Task → Would you return the entries below word for word?

Provided data →

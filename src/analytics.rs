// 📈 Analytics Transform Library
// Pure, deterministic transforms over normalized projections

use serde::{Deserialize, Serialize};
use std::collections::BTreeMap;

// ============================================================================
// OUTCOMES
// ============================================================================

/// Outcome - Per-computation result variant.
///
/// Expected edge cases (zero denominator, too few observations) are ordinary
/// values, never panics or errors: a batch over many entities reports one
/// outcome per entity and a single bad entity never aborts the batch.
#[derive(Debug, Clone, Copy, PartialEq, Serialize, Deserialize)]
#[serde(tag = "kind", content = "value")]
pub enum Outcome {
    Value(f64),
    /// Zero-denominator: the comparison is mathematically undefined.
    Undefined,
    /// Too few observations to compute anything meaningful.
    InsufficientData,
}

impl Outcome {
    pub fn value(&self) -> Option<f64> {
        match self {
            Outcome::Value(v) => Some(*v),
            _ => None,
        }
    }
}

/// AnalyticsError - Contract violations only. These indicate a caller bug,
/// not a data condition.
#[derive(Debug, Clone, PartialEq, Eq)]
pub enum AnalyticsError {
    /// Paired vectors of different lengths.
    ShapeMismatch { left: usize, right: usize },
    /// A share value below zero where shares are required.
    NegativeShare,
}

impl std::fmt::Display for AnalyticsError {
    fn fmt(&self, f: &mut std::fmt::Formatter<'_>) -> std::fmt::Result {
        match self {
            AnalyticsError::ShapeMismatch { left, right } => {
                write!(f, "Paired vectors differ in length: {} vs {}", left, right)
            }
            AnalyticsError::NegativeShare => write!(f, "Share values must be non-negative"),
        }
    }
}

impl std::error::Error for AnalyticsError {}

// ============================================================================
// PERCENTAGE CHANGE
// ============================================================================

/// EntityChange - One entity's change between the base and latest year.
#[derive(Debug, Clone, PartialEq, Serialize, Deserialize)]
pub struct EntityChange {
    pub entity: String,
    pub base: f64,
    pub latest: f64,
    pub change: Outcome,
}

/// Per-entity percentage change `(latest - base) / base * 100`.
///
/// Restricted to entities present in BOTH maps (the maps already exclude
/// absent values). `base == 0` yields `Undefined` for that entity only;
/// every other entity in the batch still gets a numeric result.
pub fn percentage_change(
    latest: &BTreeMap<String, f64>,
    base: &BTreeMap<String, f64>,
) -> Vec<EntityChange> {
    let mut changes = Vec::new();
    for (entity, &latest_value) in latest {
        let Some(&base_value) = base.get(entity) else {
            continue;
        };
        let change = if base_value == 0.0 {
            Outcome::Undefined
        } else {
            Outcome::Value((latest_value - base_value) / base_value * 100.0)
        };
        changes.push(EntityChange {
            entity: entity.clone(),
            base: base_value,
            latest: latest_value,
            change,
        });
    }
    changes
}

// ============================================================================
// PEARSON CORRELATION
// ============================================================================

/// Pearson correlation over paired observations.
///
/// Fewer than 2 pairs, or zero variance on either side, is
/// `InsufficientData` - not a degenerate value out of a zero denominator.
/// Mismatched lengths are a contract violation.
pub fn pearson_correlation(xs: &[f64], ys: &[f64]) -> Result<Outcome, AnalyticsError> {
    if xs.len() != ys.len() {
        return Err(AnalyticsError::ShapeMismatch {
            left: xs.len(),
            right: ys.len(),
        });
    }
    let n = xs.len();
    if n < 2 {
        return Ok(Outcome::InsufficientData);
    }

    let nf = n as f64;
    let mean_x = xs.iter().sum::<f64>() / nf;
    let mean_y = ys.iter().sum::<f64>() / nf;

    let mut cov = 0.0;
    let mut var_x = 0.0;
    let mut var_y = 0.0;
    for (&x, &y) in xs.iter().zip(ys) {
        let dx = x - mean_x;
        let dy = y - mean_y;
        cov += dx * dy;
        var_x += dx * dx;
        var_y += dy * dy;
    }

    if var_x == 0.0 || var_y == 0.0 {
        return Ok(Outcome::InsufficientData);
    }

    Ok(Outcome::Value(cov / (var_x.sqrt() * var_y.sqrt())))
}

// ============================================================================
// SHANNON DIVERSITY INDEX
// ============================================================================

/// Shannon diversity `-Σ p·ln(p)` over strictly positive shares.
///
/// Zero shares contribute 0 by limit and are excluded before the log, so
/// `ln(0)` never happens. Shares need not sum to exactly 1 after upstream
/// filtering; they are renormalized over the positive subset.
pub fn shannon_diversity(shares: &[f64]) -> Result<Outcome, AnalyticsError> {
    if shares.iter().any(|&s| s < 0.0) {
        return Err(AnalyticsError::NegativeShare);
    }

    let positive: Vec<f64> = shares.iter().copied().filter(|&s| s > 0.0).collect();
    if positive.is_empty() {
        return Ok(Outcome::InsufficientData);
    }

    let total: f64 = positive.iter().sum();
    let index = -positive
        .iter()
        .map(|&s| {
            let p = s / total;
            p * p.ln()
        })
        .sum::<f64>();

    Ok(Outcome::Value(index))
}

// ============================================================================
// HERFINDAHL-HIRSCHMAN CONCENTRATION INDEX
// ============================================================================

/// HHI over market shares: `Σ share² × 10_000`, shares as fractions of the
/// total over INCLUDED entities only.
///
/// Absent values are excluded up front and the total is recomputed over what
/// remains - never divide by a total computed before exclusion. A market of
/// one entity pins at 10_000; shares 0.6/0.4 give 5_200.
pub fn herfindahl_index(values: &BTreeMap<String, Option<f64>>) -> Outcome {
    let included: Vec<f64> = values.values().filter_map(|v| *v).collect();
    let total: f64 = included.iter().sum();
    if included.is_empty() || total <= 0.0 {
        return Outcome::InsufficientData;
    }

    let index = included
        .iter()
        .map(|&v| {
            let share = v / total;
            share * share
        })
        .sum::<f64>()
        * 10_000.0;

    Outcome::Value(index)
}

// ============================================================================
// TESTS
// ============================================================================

Response area →
filename src/analytics.rs
// 📈 Analytics Transform Library
// Pure, deterministic transforms over normalized projections

use serde::{Deserialize, Serialize};
use std::collections::BTreeMap;

// ============================================================================
// OUTCOMES
// ============================================================================

/// Outcome - Per-computation result variant.
///
/// Expected edge cases (zero denominator, too few observations) are ordinary
/// values, never panics or errors: a batch over many entities reports one
/// outcome per entity and a single bad entity never aborts the batch.
#[derive(Debug, Clone, Copy, PartialEq, Serialize, Deserialize)]
#[serde(tag = "kind", content = "value")]
pub enum Outcome {
    Value(f64),
    /// Zero-denominator: the comparison is mathematically undefined.
    Undefined,
    /// Too few observations to compute anything meaningful.
    InsufficientData,
}

impl Outcome {
    pub fn value(&self) -> Option<f64> {
        match self {
            Outcome::Value(v) => Some(*v),
            _ => None,
        }
    }
}

/// AnalyticsError - Contract violations only. These indicate a caller bug,
/// not a data condition.
#[derive(Debug, Clone, PartialEq, Eq)]
pub enum AnalyticsError {
    /// Paired vectors of different lengths.
    ShapeMismatch { left: usize, right: usize },
    /// A share value below zero where shares are required.
    NegativeShare,
}

impl std::fmt::Display for AnalyticsError {
    fn fmt(&self, f: &mut std::fmt::Formatter<'_>) -> std::fmt::Result {
        match self {
            AnalyticsError::ShapeMismatch { left, right } => {
                write!(f, "Paired vectors differ in length: {} vs {}", left, right)
            }
            AnalyticsError::NegativeShare => write!(f, "Share values must be non-negative"),
        }
    }
}

impl std::error::Error for AnalyticsError {}

// ============================================================================
// PERCENTAGE CHANGE
// ============================================================================

/// EntityChange - One entity's change between the base and latest year.
#[derive(Debug, Clone, PartialEq, Serialize, Deserialize)]
pub struct EntityChange {
    pub entity: String,
    pub base: f64,
    pub latest: f64,
    pub change: Outcome,
}

/// Per-entity percentage change `(latest - base) / base * 100`.
///
/// Restricted to entities present in BOTH maps (the maps already exclude
/// absent values). `base == 0` yields `Undefined` for that entity only;
/// every other entity in the batch still gets a numeric result.
pub fn percentage_change(
    latest: &BTreeMap<String, f64>,
    base: &BTreeMap<String, f64>,
) -> Vec<EntityChange> {
    let mut changes = Vec::new();
    for (entity, &latest_value) in latest {
        let Some(&base_value) = base.get(entity) else {
            continue;
        };
        let change = if base_value == 0.0 {
            Outcome::Undefined
        } else {
            Outcome::Value((latest_value - base_value) / base_value * 100.0)
        };
        changes.push(EntityChange {
            entity: entity.clone(),
            base: base_value,
            latest: latest_value,
            change,
        });
    }
    changes
}

// ============================================================================
// PEARSON CORRELATION
// ============================================================================

/// Pearson correlation over paired observations.
///
/// Fewer than 2 pairs, or zero variance on either side, is
/// `InsufficientData` - not a degenerate value out of a zero denominator.
/// Mismatched lengths are a contract violation.
pub fn pearson_correlation(xs: &[f64], ys: &[f64]) -> Result<Outcome, AnalyticsError> {
    if xs.len() != ys.len() {
        return Err(AnalyticsError::ShapeMismatch {
            left: xs.len(),
            right: ys.len(),
        });
    }
    let n = xs.len();
    if n < 2 {
        return Ok(Outcome::InsufficientData);
    }

    let nf = n as f64;
    let mean_x = xs.iter().sum::<f64>() / nf;
    let mean_y = ys.iter().sum::<f64>() / nf;

    let mut cov = 0.0;
    let mut var_x = 0.0;
    let mut var_y = 0.0;
    for (&x, &y) in xs.iter().zip(ys) {
        let dx = x - mean_x;
        let dy = y - mean_y;
        cov += dx * dy;
        var_x += dx * dx;
        var_y += dy * dy;
    }

    if var_x == 0.0 || var_y == 0.0 {
        return Ok(Outcome::InsufficientData);
    }

    Ok(Outcome::Value(cov / (var_x.sqrt() * var_y.sqrt())))
}

// ============================================================================
// SHANNON DIVERSITY INDEX
// ============================================================================

/// Shannon diversity `-Σ p·ln(p)` over strictly positive shares.
///
/// Zero shares contribute 0 by limit and are excluded before the log, so
/// `ln(0)` never happens. Shares need not sum to exactly 1 after upstream
/// filtering; they are renormalized over the positive subset.
pub fn shannon_diversity(shares: &[f64]) -> Result<Outcome, AnalyticsError> {
    if shares.iter().any(|&s| s < 0.0) {
        return Err(AnalyticsError::NegativeShare);
    }

    let positive: Vec<f64> = shares.iter().copied().filter(|&s| s > 0.0).collect();
    if positive.is_empty() {
        return Ok(Outcome::InsufficientData);
    }

    let total: f64 = positive.iter().sum();
    let index = -positive
        .iter()
        .map(|&s| {
            let p = s / total;
            p * p.ln()
        })
        .sum::<f64>();

    Ok(Outcome::Value(index))
}

// ============================================================================
// HERFINDAHL-HIRSCHMAN CONCENTRATION INDEX
// ============================================================================

/// HHI over market shares: `Σ share² × 10_000`, shares as fractions of the
/// total over INCLUDED entities only.
///
/// Absent values are excluded up front and the total is recomputed over what
/// remains - never divide by a total computed before exclusion. A market of
/// one entity pins at 10_000; shares 0.6/0.4 give 5_200.
pub fn herfindahl_index(values: &BTreeMap<String, Option<f64>>) -> Outcome {
    let included: Vec<f64> = values.values().filter_map(|v| *v).collect();
    let total: f64 = included.iter().sum();
    if included.is_empty() || total <= 0.0 {
        return Outcome::InsufficientData;
    }

    let index = included
        .iter()
        .map(|&v| {
            let share = v / total;
            share * share
        })
        .sum::<f64>()
        * 10_000.0;

    Outcome::Value(index)
}

// ============================================================================
// TESTS
// ============================================================================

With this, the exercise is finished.